I attended a very interesting meeting at the Tamworth golf club last week. It was “An introduction to Aboriginal Tourism” and all the speakers were right on top of their game. The welcome to country was given by Daisy Cutmore the deputy chairperson of the Tamworth LALC. I went to school with Daisy and she is still as gorgeous & cheeky as she was over 40 years ago. Shane Dredge from NATOC acted as MC & explained what help was available for startups in this space and Lucy White the general manager of Destination country & outback added a wider tourism perspective.
Other speakers of note were Anne Dennis the chairperson of the NSW Aboriginal land council who is not only a very inspiring woman with all her experience on different govt. boards but an amusing & engaging speaker as well. I had never met her before, though we both call Walgett home but was very impressed with her honesty & her determination to do the best for her mob. There was also an Elder from the New England area who spoke very movingly at the end of the conference about the past & changes wrought on his people in the last 250 years or so. He used the term ‘invaders’ rather than ‘colonizers’ which I don’t agree with but his message was heartfelt & emotive.
The reason I don’t like the use of ‘invasion’ is I have 3 convict ancestors on my father’s side & probably more on my mother’s I don’t know about as they aren’t on Ancestry.com. Daniel Cubitt arrived on the “Neptune” 1790. Thomas Currey/Curry came on the “Elizabeth” in 1816 & Alexander Cunningham on the “Eliza” in 1822. Thomas Curry chose not to reform & died in chains at Port Macquarie so hardly an ‘invader’ – I think ‘recidivist’ would be a better description. The difference between these white men & the black men of the same era is the convicts & their descendants’ situation in life improved on arrival in Australia whereas the native quality of life tanked.

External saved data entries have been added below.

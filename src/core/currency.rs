//! Currency conversion abstractions

use crate::core::error::ForecastError;
use crate::core::price::PricePoint;
use anyhow::Result;
use async_trait::async_trait;
use std::fmt::Display;
use tracing::{debug, warn};

#[async_trait]
pub trait CurrencyRateProvider: Send + Sync {
    async fn get_rate(&self, from: &str, to: &str) -> Result<f64>;
}

/// A positive, finite multiplier from the source currency to the target currency.
#[derive(Debug, Clone, Copy, PartialEq, PartialOrd)]
pub struct ConversionRate(f64);

impl ConversionRate {
    pub fn new(rate: f64) -> Option<Self> {
        (rate.is_finite() && rate > 0.0).then_some(Self(rate))
    }

    pub fn value(&self) -> f64 {
        self.0
    }

    pub fn convert(&self, amount: f64) -> f64 {
        amount * self.0
    }
}

impl Display for ConversionRate {
    fn fmt(&self, f: &mut std::fmt::Formatter<'_>) -> std::fmt::Result {
        write!(f, "{:.2}", self.0)
    }
}

/// Outcome of a rate lookup. `warning` is set when the fallback was used.
#[derive(Debug)]
pub struct ResolvedRate {
    pub rate: ConversionRate,
    pub warning: Option<ForecastError>,
}

impl ResolvedRate {
    pub fn is_fallback(&self) -> bool {
        self.warning.is_some()
    }
}

/// Fetches the current rate, substituting `fallback` on any failure.
///
/// Never fails: network errors, malformed responses and non-positive rates all
/// resolve to the fallback with a `RateFetchFailed` warning attached.
pub async fn resolve_rate(
    provider: &(dyn CurrencyRateProvider + Send + Sync),
    from: &str,
    to: &str,
    fallback: ConversionRate,
) -> ResolvedRate {
    if from.eq_ignore_ascii_case(to) {
        debug!("Source and target currency are both {}, using rate 1", from);
        return ResolvedRate {
            rate: ConversionRate(1.0),
            warning: None,
        };
    }

    let failure = match provider.get_rate(from, to).await {
        Ok(rate) => match ConversionRate::new(rate) {
            Some(rate) => {
                debug!("Resolved rate {}->{}: {}", from, to, rate.value());
                return ResolvedRate {
                    rate,
                    warning: None,
                };
            }
            None => format!("provider returned an invalid rate {rate} for {from}->{to}"),
        },
        Err(e) => format!("{e:#}"),
    };

    warn!(
        "Rate lookup {}->{} failed ({}), using fallback 1 {} = {} {}",
        from, to, failure, from, fallback, to
    );
    ResolvedRate {
        rate: fallback,
        warning: Some(ForecastError::RateFetchFailed(failure)),
    }
}

/// Quote units that are a fixed fraction of a major currency, as reported by
/// exchanges (US grain futures quote in cents).
const MINOR_UNITS: &[(&str, &str, f64)] = &[
    ("USX", "USD", 100.0),
    ("USc", "USD", 100.0),
    ("GBp", "GBP", 100.0),
    ("GBX", "GBP", 100.0),
    ("ZAc", "ZAR", 100.0),
    ("ILA", "ILS", 100.0),
];

fn minor_unit(code: &str) -> Option<(&'static str, f64)> {
    MINOR_UNITS
        .iter()
        .find(|(minor, _, _)| *minor == code)
        .map(|(_, major, divisor)| (*major, *divisor))
}

/// Expresses every point in `expected`, rescaling minor-unit quotes such as
/// `USX` to their major currency. Points quoted in any other currency fail
/// with `MalformedData`, since the resolved rate would not apply to them.
pub fn normalize_series(
    points: Vec<PricePoint>,
    expected: &str,
) -> Result<Vec<PricePoint>, ForecastError> {
    points
        .into_iter()
        .map(|mut point| {
            if point.currency == expected {
                return Ok(point);
            }
            match minor_unit(&point.currency) {
                Some((major, divisor)) if major.eq_ignore_ascii_case(expected) => {
                    point.price /= divisor;
                    point.currency = major.to_string();
                    Ok(point)
                }
                None if point.currency.eq_ignore_ascii_case(expected) => Ok(point),
                _ => Err(ForecastError::MalformedData(format!(
                    "series for {} is quoted in {}, expected {}",
                    point.date, point.currency, expected
                ))),
            }
        })
        .collect()
}

#[cfg(test)]
mod tests {
    use super::*;
    use anyhow::anyhow;
    use chrono::NaiveDate;

    struct FixedProvider(Result<f64, String>);

    #[async_trait]
    impl CurrencyRateProvider for FixedProvider {
        async fn get_rate(&self, _from: &str, _to: &str) -> Result<f64> {
            self.0.clone().map_err(|e| anyhow!(e))
        }
    }

    fn fallback() -> ConversionRate {
        ConversionRate::new(75.0).unwrap()
    }

    #[test]
    fn test_conversion_rate_rejects_non_positive() {
        assert!(ConversionRate::new(0.0).is_none());
        assert!(ConversionRate::new(-1.5).is_none());
        assert!(ConversionRate::new(f64::NAN).is_none());
        assert!(ConversionRate::new(f64::INFINITY).is_none());
        assert_eq!(ConversionRate::new(83.2).unwrap().convert(2.0), 166.4);
    }

    #[tokio::test]
    async fn test_resolve_rate_success() {
        let provider = FixedProvider(Ok(83.5));
        let resolved = resolve_rate(&provider, "USD", "INR", fallback()).await;
        assert_eq!(resolved.rate.value(), 83.5);
        assert!(!resolved.is_fallback());
    }

    #[tokio::test]
    async fn test_resolve_rate_network_error_uses_fallback() {
        let provider = FixedProvider(Err("connection refused".to_string()));
        let resolved = resolve_rate(&provider, "USD", "INR", fallback()).await;
        assert_eq!(resolved.rate.value(), 75.0);
        match resolved.warning {
            Some(ForecastError::RateFetchFailed(msg)) => {
                assert!(msg.contains("connection refused"))
            }
            other => panic!("Expected RateFetchFailed warning, got {other:?}"),
        }
    }

    #[tokio::test]
    async fn test_resolve_rate_invalid_value_uses_fallback() {
        let provider = FixedProvider(Ok(0.0));
        let resolved = resolve_rate(&provider, "USD", "INR", fallback()).await;
        assert_eq!(resolved.rate.value(), 75.0);
        assert!(resolved.is_fallback());
    }

    #[tokio::test]
    async fn test_resolve_rate_same_currency() {
        let provider = FixedProvider(Err("should not be called".to_string()));
        let resolved = resolve_rate(&provider, "USD", "usd", fallback()).await;
        assert_eq!(resolved.rate.value(), 1.0);
        assert!(!resolved.is_fallback());
    }

    fn quotes(currency: &str) -> Vec<PricePoint> {
        let d = NaiveDate::from_ymd_opt(2024, 6, 3).unwrap();
        vec![
            PricePoint::new(d, 600.0, currency),
            PricePoint::new(d.succ_opt().unwrap(), 602.0, currency),
        ]
    }

    #[test]
    fn test_normalize_series_rescales_cents() {
        let series = normalize_series(quotes("USX"), "USD").unwrap();
        assert_eq!(series[0].price, 6.0);
        assert_eq!(series[1].price, 6.02);
        assert!(series.iter().all(|p| p.currency == "USD"));
    }

    #[test]
    fn test_normalize_series_keeps_matching_currency() {
        assert_eq!(normalize_series(quotes("USD"), "USD").unwrap(), quotes("USD"));
        assert_eq!(normalize_series(quotes("usd"), "USD").unwrap(), quotes("usd"));
    }

    #[test]
    fn test_normalize_series_rejects_other_currency() {
        assert!(matches!(
            normalize_series(quotes("EUR"), "USD"),
            Err(ForecastError::MalformedData(msg)) if msg.contains("quoted in EUR, expected USD")
        ));
        // Pence are not pounds sterling.
        assert!(matches!(
            normalize_series(quotes("GBp"), "USD"),
            Err(ForecastError::MalformedData(_))
        ));
    }
}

The British dumped their unwanted criminals in Australia and I don’t think they really cared if the colony survived or not. There was nothing of value here at the time apart from some quaint flora & fauna – which included the Indigenous people. Aboriginal people were decimated by the European diseases & endured a catastrophic loss of population needed to sustain their culture & communities. Frontier violence contributed to this decline as did widespread loss of hunting/farming land. The misguided ideas of ‘converting’ & ‘protecting’ Aboriginal people while well-meaning only further contributed to what the radical left call ‘genocide’- again a misnomer used to incite not inform . But such is our history & its really only in the last 60 years have state & federal Govts have begun to address the racial inequalities in Australia.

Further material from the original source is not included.